use std::fmt;
use std::str::FromStr;

use chrono::{DateTime, Utc};
use serde::{Deserialize, Serialize};
use uuid::Uuid;

use crate::error::FoodlinkError;

// -- Roles --

/// The three actor roles. A user's role is fixed at creation.
#[derive(Debug, Clone, Copy, PartialEq, Eq, Hash, Serialize, Deserialize)]
#[serde(rename_all = "lowercase")]
pub enum Role {
    Donor,
    Receiver,
    Admin,
}

impl Role {
    pub fn as_str(&self) -> &'static str {
        match self {
            Self::Donor => "donor",
            Self::Receiver => "receiver",
            Self::Admin => "admin",
        }
    }
}

impl fmt::Display for Role {
    fn fmt(&self, f: &mut fmt::Formatter<'_>) -> fmt::Result {
        f.write_str(self.as_str())
    }
}

impl FromStr for Role {
    type Err = FoodlinkError;

    fn from_str(s: &str) -> Result<Self, Self::Err> {
        match s {
            "donor" => Ok(Self::Donor),
            "receiver" => Ok(Self::Receiver),
            "admin" => Ok(Self::Admin),
            other => Err(FoodlinkError::Validation(format!("unknown role '{}'", other))),
        }
    }
}

// -- Donation status --

#[derive(Debug, Clone, Copy, PartialEq, Eq, Hash, Serialize, Deserialize)]
#[serde(rename_all = "lowercase")]
pub enum DonationStatus {
    Pending,
    Accepted,
    Picked,
    Verified,
    Expired,
}

impl DonationStatus {
    pub fn as_str(&self) -> &'static str {
        match self {
            Self::Pending => "pending",
            Self::Accepted => "accepted",
            Self::Picked => "picked",
            Self::Verified => "verified",
            Self::Expired => "expired",
        }
    }

    /// `verified` and `expired` are dead ends.
    pub fn is_terminal(&self) -> bool {
        matches!(self, Self::Verified | Self::Expired)
    }
}

impl fmt::Display for DonationStatus {
    fn fmt(&self, f: &mut fmt::Formatter<'_>) -> fmt::Result {
        f.write_str(self.as_str())
    }
}

impl FromStr for DonationStatus {
    type Err = FoodlinkError;

    fn from_str(s: &str) -> Result<Self, Self::Err> {
        match s {
            "pending" => Ok(Self::Pending),
            "accepted" => Ok(Self::Accepted),
            "picked" => Ok(Self::Picked),
            "verified" => Ok(Self::Verified),
            "expired" => Ok(Self::Expired),
            other => Err(FoodlinkError::Validation(format!("unknown status '{}'", other))),
        }
    }
}

// -- Food classification --

#[derive(Debug, Clone, Copy, PartialEq, Eq, Hash, Serialize, Deserialize)]
pub enum FoodType {
    #[serde(rename = "veg")]
    Veg,
    #[serde(rename = "non-veg")]
    NonVeg,
}

impl FoodType {
    pub fn as_str(&self) -> &'static str {
        match self {
            Self::Veg => "veg",
            Self::NonVeg => "non-veg",
        }
    }
}

impl FromStr for FoodType {
    type Err = FoodlinkError;

    fn from_str(s: &str) -> Result<Self, Self::Err> {
        match s {
            "veg" => Ok(Self::Veg),
            "non-veg" => Ok(Self::NonVeg),
            other => Err(FoodlinkError::Validation(format!("unknown food type '{}'", other))),
        }
    }
}

#[derive(Debug, Clone, Copy, PartialEq, Eq, Hash, Serialize, Deserialize)]
#[serde(rename_all = "kebab-case")]
pub enum Category {
    Perishable,
    NonPerishable,
}

impl Category {
    pub fn as_str(&self) -> &'static str {
        match self {
            Self::Perishable => "perishable",
            Self::NonPerishable => "non-perishable",
        }
    }
}

impl FromStr for Category {
    type Err = FoodlinkError;

    fn from_str(s: &str) -> Result<Self, Self::Err> {
        match s {
            "perishable" => Ok(Self::Perishable),
            "non-perishable" => Ok(Self::NonPerishable),
            other => Err(FoodlinkError::Validation(format!("unknown category '{}'", other))),
        }
    }
}

// -- Location --

/// A latitude/longitude pair in degrees.
#[derive(Debug, Clone, Copy, PartialEq, Serialize, Deserialize)]
pub struct GeoPoint {
    pub latitude: f64,
    pub longitude: f64,
}

impl GeoPoint {
    pub fn new(latitude: f64, longitude: f64) -> Self {
        Self { latitude, longitude }
    }

    /// Rejects NaN/infinite values and out-of-range degrees.
    pub fn validate(&self) -> Result<(), FoodlinkError> {
        if !self.latitude.is_finite() || !self.longitude.is_finite() {
            return Err(FoodlinkError::Validation("coordinates must be numeric".into()));
        }
        if !(-90.0..=90.0).contains(&self.latitude) {
            return Err(FoodlinkError::Validation(format!(
                "latitude {} out of range",
                self.latitude
            )));
        }
        if !(-180.0..=180.0).contains(&self.longitude) {
            return Err(FoodlinkError::Validation(format!(
                "longitude {} out of range",
                self.longitude
            )));
        }
        Ok(())
    }
}

// -- Users --

#[derive(Debug, Clone, Serialize, Deserialize)]
pub struct User {
    pub id: Uuid,
    pub name: String,
    pub email: String,
    pub role: Role,
    pub verified: bool,
    pub phone: Option<String>,
    pub address: Option<String>,
    pub location: Option<GeoPoint>,
    pub created_at: DateTime<Utc>,
}

/// An authenticated caller. Built by the session gate from a token plus the
/// current user row.
#[derive(Debug, Clone, PartialEq, Eq)]
pub struct Principal {
    pub user_id: Uuid,
    pub name: String,
    pub role: Role,
    pub verified: bool,
}

impl From<&User> for Principal {
    fn from(user: &User) -> Self {
        Self {
            user_id: user.id,
            name: user.name.clone(),
            role: user.role,
            verified: user.verified,
        }
    }
}

// -- Donations --

/// One entry of the append-only status history. `actor_id` is `None` when the
/// system clock drove the change.
#[derive(Debug, Clone, PartialEq, Serialize, Deserialize)]
pub struct StatusHistoryEntry {
    pub status: DonationStatus,
    pub at: DateTime<Utc>,
    pub actor_id: Option<Uuid>,
}

/// Pickup timestamps. Every field is written at most once.
#[derive(Debug, Clone, Default, PartialEq, Serialize, Deserialize)]
pub struct PickupDetails {
    pub accepted_at: Option<DateTime<Utc>>,
    pub picked_at: Option<DateTime<Utc>>,
    pub verified_at: Option<DateTime<Utc>>,
    pub estimated_pickup_time: Option<DateTime<Utc>>,
    pub actual_pickup_time: Option<DateTime<Utc>>,
}

#[derive(Debug, Clone, Serialize, Deserialize)]
pub struct Donation {
    pub id: Uuid,
    pub donor_id: Uuid,
    pub donor_name: String,
    pub receiver_id: Option<Uuid>,
    pub receiver_name: Option<String>,
    pub quantity: f64,
    pub food_type: FoodType,
    pub category: Category,
    pub expiry_at: DateTime<Utc>,
    pub pickup_deadline: DateTime<Utc>,
    pub location: GeoPoint,
    pub notes: String,
    pub image_url: Option<String>,
    pub status: DonationStatus,
    pub status_history: Vec<StatusHistoryEntry>,
    pub pickup: PickupDetails,
    pub created_at: DateTime<Utc>,
    pub updated_at: DateTime<Utc>,
}

impl Donation {
    pub fn summary(&self) -> DonationSummary {
        DonationSummary {
            id: self.id,
            donor_id: self.donor_id,
            donor_name: self.donor_name.clone(),
            quantity: self.quantity,
            food_type: self.food_type,
            category: self.category,
            expiry_at: self.expiry_at,
            pickup_deadline: self.pickup_deadline,
            location: self.location,
            notes: self.notes.clone(),
            image_url: self.image_url.clone(),
            status: self.status,
            created_at: self.created_at,
        }
    }
}

/// The public face of a donation used in discovery results and broadcasts.
#[derive(Debug, Clone, PartialEq, Serialize, Deserialize)]
pub struct DonationSummary {
    pub id: Uuid,
    pub donor_id: Uuid,
    pub donor_name: String,
    pub quantity: f64,
    pub food_type: FoodType,
    pub category: Category,
    pub expiry_at: DateTime<Utc>,
    pub pickup_deadline: DateTime<Utc>,
    pub location: GeoPoint,
    pub notes: String,
    pub image_url: Option<String>,
    pub status: DonationStatus,
    pub created_at: DateTime<Utc>,
}

/// A discovery hit: the summary plus its great-circle distance from the
/// query origin.
#[derive(Debug, Clone, PartialEq, Serialize, Deserialize)]
pub struct NearbyDonation {
    #[serde(flatten)]
    pub donation: DonationSummary,
    pub distance_m: f64,
}

/// Metadata a donor may edit while the donation is still pending or accepted.
/// Quantity is deliberately absent.
#[derive(Debug, Clone, Default, PartialEq, Serialize, Deserialize)]
#[serde(deny_unknown_fields)]
pub struct DonationFields {
    #[serde(default, skip_serializing_if = "Option::is_none")]
    pub food_type: Option<FoodType>,
    #[serde(default, skip_serializing_if = "Option::is_none")]
    pub category: Option<Category>,
    #[serde(default, skip_serializing_if = "Option::is_none")]
    pub expiry_at: Option<DateTime<Utc>>,
    #[serde(default, skip_serializing_if = "Option::is_none")]
    pub pickup_deadline: Option<DateTime<Utc>>,
    #[serde(default, skip_serializing_if = "Option::is_none")]
    pub notes: Option<String>,
}

impl DonationFields {
    pub fn is_empty(&self) -> bool {
        self.food_type.is_none()
            && self.category.is_none()
            && self.expiry_at.is_none()
            && self.pickup_deadline.is_none()
            && self.notes.is_none()
    }
}

// -- Feedback --

#[derive(Debug, Clone, Serialize, Deserialize)]
pub struct Feedback {
    pub id: Uuid,
    pub donation_id: Uuid,
    pub donor_id: Uuid,
    pub receiver_id: Uuid,
    pub rating: u8,
    pub comment: Option<String>,
    pub created_at: DateTime<Utc>,
}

**EXERCISE GOAL**. Find the word "Admin" in the entries above. Copy every line that has it.

**ANSWER**.
    Admin,
            Self::Admin => "admin",
            "admin" => Ok(Self::Admin),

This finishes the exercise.